The play starts with a striking prologue; through the black gauze that surrounds the stage, a spotlight glints on the sweating bare torso of a miner as he hacks away at the seam with a pickaxe before gradually revealing a team of technicians providing all the sound effects. This is a play about what today’s BBC calls Sounds, radio with its power to “inform, educate and entertain” as Reith himself put it, and a reminder that the General Strike was sparked by support for the miners.
With the presses halted and no transport for distribution, British newspapers are non-existent, the only news on the radio and Reith isn’t prepared to become the government’s mouthpiece, so Churchill starts the government’s own paper, The British Gazette.

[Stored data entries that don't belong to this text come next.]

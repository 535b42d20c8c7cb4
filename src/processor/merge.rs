use std::collections::{BTreeSet, HashSet};

use crate::{
    config::ProcessorConfig,
    document::model::{Clip, join_words},
    foundation::error::{SubcutError, SubcutResult},
    foundation::ids::IdGenerator,
    processor::measure::TextMeasure,
};

#[derive(Clone, Debug, PartialEq, serde::Serialize, serde::Deserialize)]
#[serde(tag = "mode", rename_all = "snake_case")]
/// How to combine clips.
pub enum MergeMode {
    /// Concatenate every input clip into one.
    Manual,
    /// Fold consecutive clips shorter than `min_secs` of the same speaker together; unset
    /// means the configured `min_clip_duration`.
    ShortClips {
        #[serde(default, skip_serializing_if = "Option::is_none")]
        min_secs: Option<f64>,
    },
    /// Merge runs of the same speaker while the combined line fits the maximum width.
    BySpeaker,
}

/// Concatenate clips in input order into a single clip.
///
/// Word ids and timings are kept; the speaker and display index come from the first clip.
pub fn merge_clips(clips: &[Clip], ids: &mut dyn IdGenerator) -> SubcutResult<Clip> {
    let Some(first) = clips.first() else {
        return Err(SubcutError::invalid_range("merge needs at least one clip"));
    };
    if clips.len() == 1 {
        return Ok(first.clone());
    }

    let words: Vec<_> = clips.iter().flat_map(|c| c.words.iter().cloned()).collect();
    let mut stickers: Vec<_> = clips.iter().flat_map(|c| c.stickers.iter().cloned()).collect();
    stickers.sort_by(|a, b| a.start.total_cmp(&b.start));

    let text = join_words(&words);
    Ok(Clip {
        id: format!("merged_{}", ids.next_id()),
        speaker: first.speaker.clone(),
        words,
        stickers,
        full_text: text.clone(),
        subtitle: text,
        timeline: first.timeline,
    })
}

/// Merge the clips named by `selected` inside a document.
///
/// The selection must name at least two distinct active clips that are adjacent in active
/// document order. The merged clip takes the position of the earliest selected clip.
/// Soft-deleted clips between the selection are skipped over and kept.
pub fn merge_in_document(
    clips: &[Clip],
    deleted: &BTreeSet<String>,
    selected: &[String],
    ids: &mut dyn IdGenerator,
) -> SubcutResult<Vec<Clip>> {
    let wanted: HashSet<&str> = selected.iter().map(String::as_str).collect();
    if wanted.len() < 2 {
        return Err(SubcutError::invalid_range(
            "merge needs at least two distinct clips",
        ));
    }

    let active: Vec<(usize, &Clip)> = clips
        .iter()
        .enumerate()
        .filter(|(_, c)| !deleted.contains(&c.id))
        .collect();

    let positions: Vec<usize> = active
        .iter()
        .enumerate()
        .filter(|(_, (_, c))| wanted.contains(c.id.as_str()))
        .map(|(pos, _)| pos)
        .collect();
    if positions.len() != wanted.len() {
        let missing: Vec<&str> = wanted
            .iter()
            .copied()
            .filter(|id| !active.iter().any(|(_, c)| c.id == *id))
            .collect();
        return Err(SubcutError::not_found(format!(
            "clips not in the active document: {}",
            missing.join(", ")
        )));
    }
    if positions.windows(2).any(|w| w[1] != w[0] + 1) {
        return Err(SubcutError::invalid_range(format!(
            "clips [{}] are not contiguous",
            selected.join(", ")
        )));
    }

    let chosen: Vec<Clip> = positions.iter().map(|&p| active[p].1.clone()).collect();
    let merged = merge_clips(&chosen, ids)?;
    let first_slot = active[positions[0]].0;

    let mut out = Vec::with_capacity(clips.len() + 1 - chosen.len());
    for (slot, clip) in clips.iter().enumerate() {
        if slot == first_slot {
            out.push(merged.clone());
        } else if !wanted.contains(clip.id.as_str()) || deleted.contains(&clip.id) {
            out.push(clip.clone());
        }
    }
    Ok(out)
}

/// Apply an automatic (or whole-list manual) merge over a clip sequence.
pub fn merge_sequence(
    clips: Vec<Clip>,
    mode: &MergeMode,
    config: &ProcessorConfig,
    measure: &dyn TextMeasure,
    ids: &mut dyn IdGenerator,
) -> SubcutResult<Vec<Clip>> {
    match mode {
        MergeMode::Manual => {
            if clips.is_empty() {
                return Ok(clips);
            }
            Ok(vec![merge_clips(&clips, ids)?])
        }
        MergeMode::ShortClips { min_secs } => {
            let min_secs = min_secs.unwrap_or(config.min_clip_duration);
            if !min_secs.is_finite() || min_secs <= 0.0 {
                return Err(SubcutError::validation(format!(
                    "min_secs must be finite and > 0, got {min_secs}"
                )));
            }
            merge_short(clips, min_secs, ids)
        }
        MergeMode::BySpeaker => {
            if !config.merge_same_speaker {
                return Ok(clips);
            }
            merge_by_speaker(clips, config, measure, ids)
        }
    }
}

fn merge_short(
    clips: Vec<Clip>,
    min_secs: f64,
    ids: &mut dyn IdGenerator,
) -> SubcutResult<Vec<Clip>> {
    let mut out = Vec::with_capacity(clips.len());
    let mut buffer: Vec<Clip> = Vec::new();

    for clip in clips {
        if buffer.first().is_some_and(|b| b.speaker != clip.speaker) {
            out.push(merge_clips(&std::mem::take(&mut buffer), ids)?);
        }
        if clip.duration() < min_secs {
            buffer.push(clip);
        } else {
            if !buffer.is_empty() {
                out.push(merge_clips(&std::mem::take(&mut buffer), ids)?);
            }
            out.push(clip);
        }
    }
    if !buffer.is_empty() {
        out.push(merge_clips(&buffer, ids)?);
    }
    Ok(out)
}

fn merge_by_speaker(
    clips: Vec<Clip>,
    config: &ProcessorConfig,
    measure: &dyn TextMeasure,
    ids: &mut dyn IdGenerator,
) -> SubcutResult<Vec<Clip>> {
    let font = config.font_size_px();
    let max_width = config.max_line_width_px();
    let space = measure.width(" ", font);

    let mut out = Vec::with_capacity(clips.len());
    let mut buffer: Vec<Clip> = Vec::new();
    let mut buffer_width = 0.0;

    for clip in clips {
        let width = measure.width(&join_words(&clip.words), font);
        let same_speaker = buffer.first().is_some_and(|b| b.speaker == clip.speaker);
        if same_speaker && buffer_width + space + width <= max_width {
            buffer_width += space + width;
            buffer.push(clip);
            continue;
        }
        if !buffer.is_empty() {
            out.push(merge_clips(&std::mem::take(&mut buffer), ids)?);
        }
        buffer_width = width;
        buffer.push(clip);
    }
    if !buffer.is_empty() {
        out.push(merge_clips(&buffer, ids)?);
    }
    Ok(out)
}

#[cfg(test)]
#[path = "../../tests/unit/processor/merge.rs"]
mod tests;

At first, Reith relays information from government sources, but when BBC staff, especially his PA Isabel (Kitty Archer) and technical chief Peter Eckersley (Shubham Saraf), urge impartial balance, he insists on get accurate reports from the other side of the contention. That puts him on collision course with Churchill, who expected compliance and has his own ploys for compliance.

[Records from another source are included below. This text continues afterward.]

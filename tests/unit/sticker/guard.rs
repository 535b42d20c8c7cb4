use super::*;

fn ms(v: u64) -> Duration {
    Duration::from_millis(v)
}

#[test]
fn repeat_within_interval_is_rejected() {
    let mut g = ReentrancyGuard::new().with_interval(GuardedOp::SyncStickers, ms(100));
    assert!(g.try_enter(GuardedOp::SyncStickers, ms(0)));
    assert!(!g.try_enter(GuardedOp::SyncStickers, ms(40)));
    assert!(!g.try_enter(GuardedOp::SyncStickers, ms(99)));
    assert!(g.try_enter(GuardedOp::SyncStickers, ms(100)));
}

#[test]
fn operations_are_tracked_independently() {
    let mut g = ReentrancyGuard::new()
        .with_interval(GuardedOp::SyncStickers, ms(100))
        .with_interval(GuardedOp::UpdateSticker, ms(50));
    assert!(g.try_enter(GuardedOp::SyncStickers, ms(0)));
    assert!(g.try_enter(GuardedOp::UpdateSticker, ms(10)));
    assert!(!g.try_enter(GuardedOp::UpdateSticker, ms(30)));
    assert!(g.try_enter(GuardedOp::UpdateSticker, ms(60)));
}

#[test]
fn reset_forgets_entries() {
    let mut g = ReentrancyGuard::new().with_interval(GuardedOp::SyncStickers, ms(100));
    g.try_enter(GuardedOp::SyncStickers, ms(0));
    g.reset();
    assert!(g.try_enter(GuardedOp::SyncStickers, ms(1)));
}

#[test]
fn manual_clock_clones_share_time() {
    let clock = ManualClock::new();
    let view = clock.clone();
    clock.advance(ms(75));
    assert_eq!(view.now(), ms(75));
}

After broadcasting a speech from Prime Minister Stanley Baldwin putting the government in a good light, Reith plans to air one from the Archbishop of Canterbury (Ravin J Ganatra) asking for compromise. Churchill’s relations with Baldwin didn’t make him too pleased with the first and he wanted to prevent the second being broadcast, ominously reminding Reith that the legislation making the British Broadcasting Company a public corporation could be halted and broadcasting opened up to commercial companies (which he eventually did when ITV came into existence under his administration).
Will Reith hold his moral ground and risk the loss of the monopoly public service he hoped to head in order to support the head the Church of which he is a devout member?

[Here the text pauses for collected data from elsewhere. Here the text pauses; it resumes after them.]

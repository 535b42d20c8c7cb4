use super::*;

#[test]
fn time_range_new_rejects_inverted_and_non_finite() {
    assert!(TimeRange::new(1.0, 0.5).is_err());
    assert!(TimeRange::new(f64::NAN, 1.0).is_err());
    assert!(TimeRange::new(0.0, f64::INFINITY).is_err());
    assert!(TimeRange::new(1.0, 1.0).is_ok());
}

#[test]
fn duration_center_and_contains() {
    let r = TimeRange::new(2.0, 3.0).unwrap();
    assert_eq!(r.duration(), 1.0);
    assert_eq!(r.center(), 2.5);
    assert!(r.contains(2.0));
    assert!(r.contains(3.0));
    assert!(!r.contains(3.01));
    assert_eq!(TimeRange::raw(3.0, 1.0).duration(), 0.0);
}

#[test]
fn degenerate_detection() {
    assert!(TimeRange::raw(1.0, 1.0).is_degenerate());
    assert!(TimeRange::raw(1.0, 1.005).is_degenerate());
    assert!(TimeRange::raw(2.0, 1.0).is_degenerate());
    assert!(!TimeRange::raw(1.0, 1.02).is_degenerate());
}

#[test]
fn union_covers_both() {
    let u = TimeRange::raw(1.0, 2.0).union(TimeRange::raw(0.5, 1.5));
    assert_eq!(u, TimeRange::raw(0.5, 2.0));
}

The fact that we know the outcome may lessen the drama, but this is a critical moment in our history and it is still engrossing. Adrian Scarborough is arrogantly confident; at a meeting with strikers, he asks for a light, remarking, “you workers always have matches,” but at home with Clemmie (Laura Rogers), he can confess he has had failings. It is a performance that embodies Churchill’s spirit, embracing his characteristics without becoming caricature.
Stephen Campbell Moore presents a high-minded Reith, convinced of his mission but also arrogant. Jack Thorne gives him the amazing ability to improvise news bulletins; is this really the way that they did things? Facially scared by a war wound, Reith also has scars on his psyche: his betrayal of Charlie Bowser (a lively Luke Newberry), a young man who loved him, and his flawed marriage to Muriel (Mariam Haque). This personal story seems an intriguing diversion from the political, but one that it makes you want to know more about.
Haydn Gwynne’s Stanley Baldwin in a brilliant piece of gender-blind casting. She makes a man whom I thought had no charisma really interesting. Kevin McMonagle makes a relatively brief appearance as Ernest Bevin, but the workers are noticeably absent. PA Isabel, who frequently acts as a commentator / chorus to feed information, sets the tone with her RP voice, though the snippets we get from programmes include comics and singers (doubled, like the foley artists, by the existing cast) who sound much more like the “People” whom Reith feels he should serve equally.
Katy Rudd drives her production at a fast pace, played out mainly in a BBC studio which can quickly become the corridors of power, Reith’s office, his home or Churchill’s Lord Chancellor’s apartment at 11 Downing Street. The making of sound effects is a constant reminder that this is about broadcasting and gives an extra dramatic edge. The staging is greatly aided by Howard Hudson’s lighting and Laura Hopkins's setting with its background of props, multiple microphones and (a lovely touch) loudspeakers that are gothically ecclesiastical.
En masse, those microphones become very modern, a reminder that once again the BBC seems in a precarious position. Do we still want an unbiased public service broadcaster or will Churchill’s commercialisation triumph?